A pauta principal dessa primeira reunião será definir formas e meios de ação a partir de um programa de 11 pontos adotado no texto.

Para tanto, será debatida a criação de um movimento em defesa da democracia, do Brasil e da paz. A ideia é que Oscar Niemeyer seja aclamado como presidente de honra desse movimento que tem como integrantes de sua comissão organizadora, Luiz Pinguelli Rosa, Marcio Pochmann, João Pedro Stédile, Samuel Pinheiro Guimarães, Pedro Celestino, Roberto Amaral e Ubirajara Brito.

O manifesto já reúne mais de 150 signatários. Além dos nomes citados acima há outras personalidades de renome nacional como Carlos Lessa, Ennio Candotti, Geraldo Sarno, Luiz Alberto Moniz Bandeira, Luiz Carlos Bresser Pereira, Manuel Domingos Neto, Mauro Santayana e Pedro Casaldáliga.

O documento parte do diagnóstico de que, em 2012, “o mundo entrou em momento de grave perigo, que ameaça degenerar em guerras e destruições de grande escala”. “O agravamento da crise do capitalismo em escala mundial”, prossegue, “coincide, não por acaso, com iniciativas aventureiras de expansão imperialista no Oriente Médio, mas com alastramento possível a outros continentes”.

As deflagrações decorrentes deste cenário, diz ainda o texto, podem resultar em danos terríveis, inclusive para o Brasil, ressaltando que, aqui, entretanto, se abrem ao mesmo tempo oportunidades de aceleração do desenvolvimento econômico e institucional, que reclamam a mobilização na defesa da democracia, dos interesses nacionais e da paz. E conclui: “É urgente a necessidade de expansão de uma consciência pública de defesa do desenvolvimento soberano e democrático do país – na sua economia, na sua organização política e social, na sua cultura. Quanto maior seja essa consciência, mas forte estará o governo para resistir às agressões da direita e, ao mesmo tempo, maior será a pressão dos movimentos de massa para que suas políticas sejam mais coerentes com os interesses do país e da sociedade”.

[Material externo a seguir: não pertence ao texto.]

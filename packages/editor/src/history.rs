//! # Undo/Redo History
//!
//! Snapshot-based history of committed trees.
//!
//! ## Design
//!
//! - The history is a bounded sequence of full snapshots plus a cursor
//! - The first entry is the tree the session started from
//! - Committing while the cursor is behind the tail discards everything
//!   after the cursor (a new edit invalidates the redo branch)
//! - Exceeding the bound evicts the oldest entry and shifts the cursor down
//!
//! ## Example
//!
//! ```rust,ignore
//! let mut history = History::new(BlockStore::new(), 50);
//! history.commit(next.clone(), "add");
//!
//! let previous = history.undo().cloned();
//! let next_again = history.redo().cloned();
//! ```

use std::collections::VecDeque;

use crate::store::BlockStore;

/// Default number of retained snapshots
pub const DEFAULT_HISTORY_LIMIT: usize = 50;

/// One committed tree state
#[derive(Debug, Clone, PartialEq)]
pub struct HistoryEntry {
    pub snapshot: BlockStore,

    /// Name of the edit that produced this snapshot
    pub description: Option<String>,
}

/// Bounded snapshot history with a cursor
#[derive(Debug, Clone)]
pub struct History {
    entries: VecDeque<HistoryEntry>,
    cursor: usize,
    limit: usize,
}

impl History {
    /// Start a history whose only entry is `initial`. A limit below 1 is raised to 1.
    pub fn new(initial: BlockStore, limit: usize) -> Self {
        let mut entries = VecDeque::with_capacity(limit.clamp(1, DEFAULT_HISTORY_LIMIT));
        entries.push_back(HistoryEntry {
            snapshot: initial,
            description: None,
        });

        Self {
            entries,
            cursor: 0,
            limit: limit.max(1),
        }
    }

    /// Record a new snapshot after the cursor
    pub fn commit(&mut self, snapshot: BlockStore, description: impl Into<String>) {
        self.entries.truncate(self.cursor + 1);
        self.entries.push_back(HistoryEntry {
            snapshot,
            description: Some(description.into()),
        });
        self.cursor = self.entries.len() - 1;

        while self.entries.len() > self.limit {
            self.entries.pop_front();
            self.cursor = self.cursor.saturating_sub(1);
        }
    }

    /// Step back; returns the snapshot that is now current
    pub fn undo(&mut self) -> Option<&BlockStore> {
        if self.cursor == 0 {
            return None;
        }
        self.cursor -= 1;
        self.entries.get(self.cursor).map(|e| &e.snapshot)
    }

    /// Step forward; returns the snapshot that is now current
    pub fn redo(&mut self) -> Option<&BlockStore> {
        if self.cursor + 1 >= self.entries.len() {
            return None;
        }
        self.cursor += 1;
        self.entries.get(self.cursor).map(|e| &e.snapshot)
    }

    pub fn can_undo(&self) -> bool {
        self.cursor > 0
    }

    pub fn can_redo(&self) -> bool {
        self.cursor + 1 < self.entries.len()
    }

    /// Snapshot at the cursor
    pub fn current(&self) -> Option<&BlockStore> {
        self.entries.get(self.cursor).map(|e| &e.snapshot)
    }

    /// Description of the edit the next undo would revert
    pub fn undo_description(&self) -> Option<&str> {
        if !self.can_undo() {
            return None;
        }
        self.entries
            .get(self.cursor)
            .and_then(|e| e.description.as_deref())
    }

    /// Description of the edit the next redo would reapply
    pub fn redo_description(&self) -> Option<&str> {
        self.entries
            .get(self.cursor + 1)
            .and_then(|e| e.description.as_deref())
    }

    pub fn len(&self) -> usize {
        self.entries.len()
    }

    pub fn is_empty(&self) -> bool {
        self.entries.is_empty()
    }

    pub fn cursor(&self) -> usize {
        self.cursor
    }

    pub fn limit(&self) -> usize {
        self.limit
    }

    /// Drop all history and start over from `snapshot`
    pub fn reset(&mut self, snapshot: BlockStore) {
        *self = Self::new(snapshot, self.limit);
    }
}

#[cfg(test)]
mod tests {
    use super::*;
    use crate::block::Block;

    fn store_of(ids: &[&str]) -> BlockStore {
        BlockStore::from_blocks(
            ids.iter()
                .enumerate()
                .map(|(i, id)| Block::new(*id, "text").with_sort_order(i as u32))
                .collect(),
        )
        .unwrap()
    }

    #[test]
    fn test_history_creation() {
        let history = History::new(BlockStore::new(), DEFAULT_HISTORY_LIMIT);
        assert_eq!(history.len(), 1);
        assert_eq!(history.cursor(), 0);
        assert!(!history.can_undo());
        assert!(!history.can_redo());
        assert_eq!(history.limit(), DEFAULT_HISTORY_LIMIT);
        assert_eq!(History::new(BlockStore::new(), 0).limit(), 1);
    }

    #[test]
    fn test_commit_undo_redo() {
        let mut history = History::new(store_of(&[]), 10);
        history.commit(store_of(&["a"]), "add");
        history.commit(store_of(&["a", "b"]), "add");

        assert_eq!(history.undo_description(), Some("add"));
        assert_eq!(history.undo(), Some(&store_of(&["a"])));
        assert!(history.can_redo());
        assert_eq!(history.undo(), Some(&store_of(&[])));
        assert_eq!(history.undo(), None);

        assert_eq!(history.redo(), Some(&store_of(&["a"])));
        assert_eq!(history.redo(), Some(&store_of(&["a", "b"])));
        assert_eq!(history.redo(), None);
    }

    #[test]
    fn test_commit_truncates_redo_branch() {
        let mut history = History::new(store_of(&[]), 10);
        history.commit(store_of(&["a"]), "add");
        history.undo();
        history.commit(store_of(&["z"]), "paste");

        assert!(!history.can_redo());
        assert_eq!(history.len(), 2);
        assert_eq!(history.current(), Some(&store_of(&["z"])));
        assert_eq!(history.undo(), Some(&store_of(&[])));
        assert_eq!(history.redo(), Some(&store_of(&["z"])));
    }

    #[test]
    fn test_limit_evicts_oldest() {
        let mut history = History::new(store_of(&[]), 3);
        for name in ["a", "b", "c", "d"] {
            history.commit(store_of(&[name]), "add");
        }

        assert_eq!(history.len(), 3);
        assert_eq!(history.cursor(), 2);
        history.undo();
        history.undo();
        assert_eq!(history.current(), Some(&store_of(&["b"])));
        assert!(!history.can_undo());
    }

    #[test]
    fn test_descriptions() {
        let mut history = History::new(store_of(&[]), 5);
        assert_eq!(history.undo_description(), None);

        history.commit(store_of(&["a"]), "add");
        history.commit(store_of(&[]), "delete");
        history.undo();

        assert_eq!(history.undo_description(), Some("add"));
        assert_eq!(history.redo_description(), Some("delete"));
    }
}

A seguir a íntegra do manifesto:

A CRISE MUNDIAL, A DEFESA DO BRASIL E DA PAZ

EM 2012, O mundo entrou em momento de grave perigo, que ameaça degenerar em guerras e destruições de grande escala. O agravamento da crise do capitalismo em escala mundial coincide, não por acaso, com iniciativas aventureiras de expansão imperialista no Oriente Médio, mas com alastramento possível a outros continentes.

Das conflagrações daí decorrentes podem resultar danos terríveis inclusive para o nosso país. Aqui, entretanto, se abrem ao mesmo tempo oportunidades de aceleração do desenvolvimento econômico e institucional. Estas reclamam, para se realizar, a mobilização popular na defesa da democracia, dos interesses nacionais e da paz.

I – NAS ÚLTIMAS DÉCADAS, especialmente após a extinção da União Soviética, uma potente ofensiva de direita abriu caminho para uma aparente vitória definitiva do sistema capitalista liderado pelo imperialismo estadunidense, que se pretendeu globalizado. Essa ofensiva afetou profundamente intelectuais e ativistas dos antigos movimentos e partidos de esquerda. Em grande medida, eles foram absorvidos por duas vertentes que, por caminhos diversos, incorporavam as ideias de vitória capitalista. Não poucos aderiram diretamente à ideologia neoliberal, que atribui ao mercado o 
poder exclusivo de decidir sobre questões econômicas, sociais e políticas.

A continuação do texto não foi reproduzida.